Privacy Policy

BAS Trust Systems AS ("we," "us," "our") operates BAS TrustDesk at bastrustdesk.com. This Privacy Policy explains how we collect, use, and protect your personal data with a commitment to full transparency and security.

1. Data Controller

BAS Trust Systems AS, Norway. Contact: [email protected]

2. What Data We Collect

Account Data

Name, email address, password, organisation name, and role (Admin, Manager, Viewer).

Service Data

• Strategy documents you upload (PDF, DOCX, PPTX)
• Extracted Jobs To Be Done, hypotheses, and strategic themes
• Execution data ingested from connected tools (Jira, GitHub, Azure DevOps) via read-only OAuth connectors
• Alignment scores, confidence levels, and gap detection results

Analytics Data

• Pages visited, features used, session duration (PostHog)
• UTM parameters, scroll depth, time on page
• Browser type, device type, operating system

4. Read-Only Guarantee

BAS TrustDesk never writes back to your connected tools.

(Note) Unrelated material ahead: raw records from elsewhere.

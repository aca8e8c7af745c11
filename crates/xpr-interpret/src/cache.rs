//! Evaluator that compiles one unit per tree shape.
//!
//! Non-null constants are lifted out of the tree into a parameter holder, so trees that differ
//! only in captured values hit the same compiled unit. Units are never evicted.

use crate::evaluator::ExpressionEvaluator;
use crate::lowering::{CompiledFn, LoweringBackend};
use std::sync::Arc;
use tracing::{debug, trace};
use xpr_core::ast::{Expr, Param, Ty, Value};
use xpr_core::collections::ConcurrentMap;
use xpr_core::holder::ParameterHolderFactory;
use xpr_core::passes::{captured_values, parametrize};
use xpr_core::pretty::shape_key;
use xpr_core::Result;

pub struct CachingEvaluator {
    backend: Arc<dyn LoweringBackend>,
    factory: ParameterHolderFactory,
    compiled: ConcurrentMap<String, CompiledFn>,
}

impl CachingEvaluator {
    pub fn new(backend: Arc<dyn LoweringBackend>) -> Self {
        Self::with_factory(backend, ParameterHolderFactory::new())
    }
    pub fn with_factory(backend: Arc<dyn LoweringBackend>, factory: ParameterHolderFactory) -> Self {
        Self {
            backend,
            factory,
            compiled: ConcurrentMap::new(),
        }
    }

    /// Number of retained compiled units.
    pub fn len(&self) -> usize {
        self.compiled.len()
    }
    pub fn is_empty(&self) -> bool {
        self.compiled.is_empty()
    }

    fn compile_shape(&self, expr: &Expr, count: usize) -> Result<CompiledFn> {
        let holder = Param::new("holder", Ty::Holder);
        let body = parametrize(expr, &holder, count)?;
        self.backend.lower(std::slice::from_ref(&holder), &body)
    }
}

impl ExpressionEvaluator for CachingEvaluator {
    fn name(&self) -> &str {
        "cache"
    }

    fn evaluate(&self, expr: &Expr) -> Result<Value> {
        let key = shape_key(expr);
        let captured = captured_values(expr)?;
        let count = captured.len();
        let holder = self.factory.create(captured)?;
        let compiled = match self.compiled.get_cloned(&key) {
            Some(compiled) => {
                trace!(captured = count, "compiled unit cache hit");
                compiled
            }
            None => {
                debug!(captured = count, "compiling unit for new tree shape");
                // racing writers may both compile; the first insert wins
                let compiled = self.compile_shape(expr, count)?;
                self.compiled.get_or_insert(key, compiled)
            }
        };
        let arg = holder.map(Value::Holder).unwrap_or(Value::Null);
        compiled(&[arg])
    }
}
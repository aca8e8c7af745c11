use std::fmt::Display;
use std::result;
use thiserror::Error;

#[derive(Error, Debug)]
pub enum Error {
    #[error(
        "Expression isn't expandable due to usage of evaluate or compile on expression `{expr}`, \
         that can't be obtained because it depends on outer lambda expression parameter."
    )]
    OpenParameter { expr: String },
    #[error("Usage of evaluate on null expression `{expr}` is invalid")]
    NullCallee { expr: String },
    #[error("Expected {expected} arguments but found {found} in `{expr}`")]
    ArgumentCount {
        expected: usize,
        found: usize,
        expr: String,
    },
    #[error("Can process {limit} parameters max, got {count}")]
    Capacity { count: usize, limit: usize },
    #[error("Parameter {name} not found")]
    MissingParameter { name: String },
    /// Failure raised by a host member, operator or conversion.
    #[error("{0}")]
    Target(String),
    #[error("Value of type {found} is not invocable")]
    NotInvocable { found: String },
    #[error("Expected an expression value but found {found}")]
    NotAnExpression { found: String },
    #[error("Lowering error: {0}")]
    Lowering(String),
    #[error("Cannot combine expressions: {0}")]
    Combination(String),
    #[error("Configuration error: {0}")]
    Configuration(String),
    #[error("Generic error: {0}")]
    Generic(eyre::Report),
}

impl Error {
    pub fn target(message: impl Display) -> Self {
        Error::Target(message.to_string())
    }
}

pub type Result<T> = result::Result<T, Error>;

impl From<eyre::Report> for Error {
    fn from(err: eyre::Report) -> Self {
        Error::Generic(err)
    }
}
impl From<String> for Error {
    fn from(s: String) -> Self {
        Error::Generic(eyre::Report::msg(s))
    }
}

All connectors are read-only by design. We do not modify, create, or delete data in Jira, GitHub, Azure DevOps, or any other connected tool.

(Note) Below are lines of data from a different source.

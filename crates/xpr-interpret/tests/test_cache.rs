mod support;

use pretty_assertions::assert_eq;
use std::sync::Arc;
use std::thread;
use support::*;
use xpr_core::ast::*;
use xpr_core::error::Error;
use xpr_core::holder::ParameterHolderFactory;
use xpr_core::ops::BinOpKind;
use xpr_core::Result;
use xpr_interpret::{CachingEvaluator, ExpressionEvaluator, InterpretingEvaluator};

fn field_plus_one(object: Value) -> Expr {
    Expr::binop(
        BinOpKind::Add,
        Expr::member(Some(Expr::constant(object, holder_ty())), field_handle(), Ty::Int),
        Expr::int(1),
    )
}

fn int_array(count: i64) -> Expr {
    Expr::new_array(Ty::Int, (0..count).map(Expr::int).collect())
}

#[test]
fn same_shape_compiles_once() -> Result<()> {
    let backend = CountingBackend::new();
    let evaluator = CachingEvaluator::new(backend.clone());

    let first = evaluator.evaluate(&field_plus_one(holder(10)))?;
    let second = evaluator.evaluate(&field_plus_one(holder(20)))?;

    assert_eq!(first, Value::Int(11));
    assert_eq!(second, Value::Int(21));
    assert_eq!(backend.lowered(), 1);
    assert_eq!(evaluator.len(), 1);
    Ok(())
}

#[test]
fn different_shapes_compile_separately() -> Result<()> {
    let backend = CountingBackend::new();
    let evaluator = CachingEvaluator::new(backend.clone());
    evaluator.evaluate(&Expr::binop(BinOpKind::Add, Expr::int(1), Expr::int(2)))?;
    evaluator.evaluate(&Expr::binop(BinOpKind::Mul, Expr::int(1), Expr::int(2)))?;
    evaluator.evaluate(&Expr::binop(BinOpKind::Add, Expr::float(1.0), Expr::float(2.0)))?;
    assert_eq!(backend.lowered(), 3);
    assert_eq!(evaluator.len(), 3);
    Ok(())
}

#[test]
fn same_named_handles_compile_separately() -> Result<()> {
    let backend = CountingBackend::new();
    let evaluator = CachingEvaluator::new(backend.clone());
    let interpreter = InterpretingEvaluator::new(CountingBackend::new());
    let double = FnHandle::static_fn("Math", "Apply", |args| match args {
        [Value::Int(v)] => Ok(Value::Int(v * 2)),
        _ => Err(Error::target("Apply expects an int")),
    });
    let negate = FnHandle::static_fn("Math", "Apply", |args| match args {
        [Value::Int(v)] => Ok(Value::Int(-v)),
        _ => Err(Error::target("Apply expects an int")),
    });
    let doubled = Expr::call(None, double, vec![Expr::int(5)], Ty::Int);
    let negated = Expr::call(None, negate, vec![Expr::int(5)], Ty::Int);

    assert_eq!(evaluator.evaluate(&doubled)?, Value::Int(10));
    assert_eq!(evaluator.evaluate(&negated)?, interpreter.evaluate(&negated)?);
    assert_eq!(evaluator.evaluate(&negated)?, Value::Int(-5));
    assert_eq!(backend.lowered(), 2);
    assert_eq!(evaluator.len(), 2);
    Ok(())
}

#[test]
fn null_constants_stay_in_the_tree() -> Result<()> {
    let backend = CountingBackend::new();
    let evaluator = CachingEvaluator::new(backend.clone());
    let ty = Ty::nullable(Ty::Int);
    let eq = |lhs: Expr| Expr::binop(BinOpKind::Eq, lhs, Expr::null(ty.clone()));

    assert_eq!(evaluator.evaluate(&eq(Expr::null(ty.clone())))?, Value::Bool(true));
    assert_eq!(
        evaluator.evaluate(&eq(Expr::constant(3i64, ty.clone())))?,
        Value::Bool(false)
    );
    assert_eq!(backend.lowered(), 2);
    Ok(())
}

#[test]
fn tree_without_captures_runs_without_holder() -> Result<()> {
    let evaluator = CachingEvaluator::new(CountingBackend::new());
    let value = evaluator.evaluate(&Expr::null(Ty::String))?;
    assert_eq!(value, Value::Null);
    Ok(())
}

#[test]
fn captured_values_reach_every_holder_level() -> Result<()> {
    let evaluator = CachingEvaluator::new(CountingBackend::new());
    for count in [6, 54, 438, 512] {
        let expected = Value::array((0..count).map(Value::Int).collect());
        assert_eq!(evaluator.evaluate(&int_array(count))?, expected, "count {}", count);
    }
    Ok(())
}

#[test]
fn too_many_captured_values_are_rejected() {
    let backend = CountingBackend::new();
    let evaluator = CachingEvaluator::new(backend.clone());
    let err = evaluator.evaluate(&int_array(513)).unwrap_err();
    assert!(matches!(err, Error::Capacity { count: 513, limit: 512 }));
    assert_eq!(err.to_string(), "Can process 512 parameters max, got 513");
    // rejected before anything is compiled
    assert_eq!(backend.lowered(), 0);
}

#[test]
fn capacity_can_be_lowered() {
    let evaluator = CachingEvaluator::with_factory(
        CountingBackend::new(),
        ParameterHolderFactory::with_capacity(2),
    );
    assert!(evaluator.evaluate(&int_array(2)).is_ok());
    assert!(matches!(
        evaluator.evaluate(&int_array(3)),
        Err(Error::Capacity { count: 3, limit: 2 })
    ));
}

#[test]
fn concurrent_misses_converge_on_one_unit() -> Result<()> {
    let evaluator = Arc::new(CachingEvaluator::new(CountingBackend::new()));
    let handles: Vec<_> = (0..8)
        .map(|i| {
            let evaluator = evaluator.clone();
            thread::spawn(move || {
                let tree = Expr::binop(BinOpKind::Mul, Expr::int(i), Expr::int(2));
                evaluator.evaluate(&tree)
            })
        })
        .collect();
    for (i, handle) in handles.into_iter().enumerate() {
        let value = handle.join().expect("evaluation thread panicked")?;
        assert_eq!(value, Value::Int(i as i64 * 2));
    }
    assert_eq!(evaluator.len(), 1);
    Ok(())
}

#[test]
fn lambdas_and_quotes_evaluate_through_cache() -> Result<()> {
    let evaluator = CachingEvaluator::new(CountingBackend::new());
    let x = Param::new("x", Ty::Int);
    let y = Param::new("y", Ty::Int);
    let tree = Expr::invoke(
        Expr::lambda(
            vec![x.clone()],
            Expr::quote(
                vec![y.clone()],
                Expr::binop(
                    BinOpKind::Add,
                    Expr::binop(BinOpKind::Mul, Expr::parameter(&x), Expr::int(3)),
                    Expr::parameter(&y),
                ),
            ),
        ),
        vec![Expr::int(5)],
    );
    let value = evaluator.evaluate(&tree)?;
    let Some(expr) = value.as_expr() else {
        panic!("expected expression value, got {:?}", value);
    };
    // the quoted body reads 3 through the holder, bound as a constant when x was closed over
    let applied = Expr::invoke(expr.to_expr(), vec![Expr::int(1)]);
    let interpreted = InterpretingEvaluator::new(CountingBackend::new()).evaluate(&applied)?;
    assert_eq!(interpreted, Value::Int(16));
    Ok(())
}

5. Legal Basis for Processing (GDPR)

• Contract performance: Processing account and strategy data to deliver the service.
• Legitimate interest: Analytics to improve the platform behavior.
• Consent: Explicit opt-in for marketing communications.

6. Your Rights Under GDPR

You have the right to access, rectify, erase, restrict, port, object, and withdraw consent at any time. Requests sent to [email protected] will receive a response within 30 days.

9. Data Security

We employ JWT authentication, encryption in transit (TLS 1.3) and at rest (AES-256), multi-tenant workspace isolation, and rigorous role-based access control.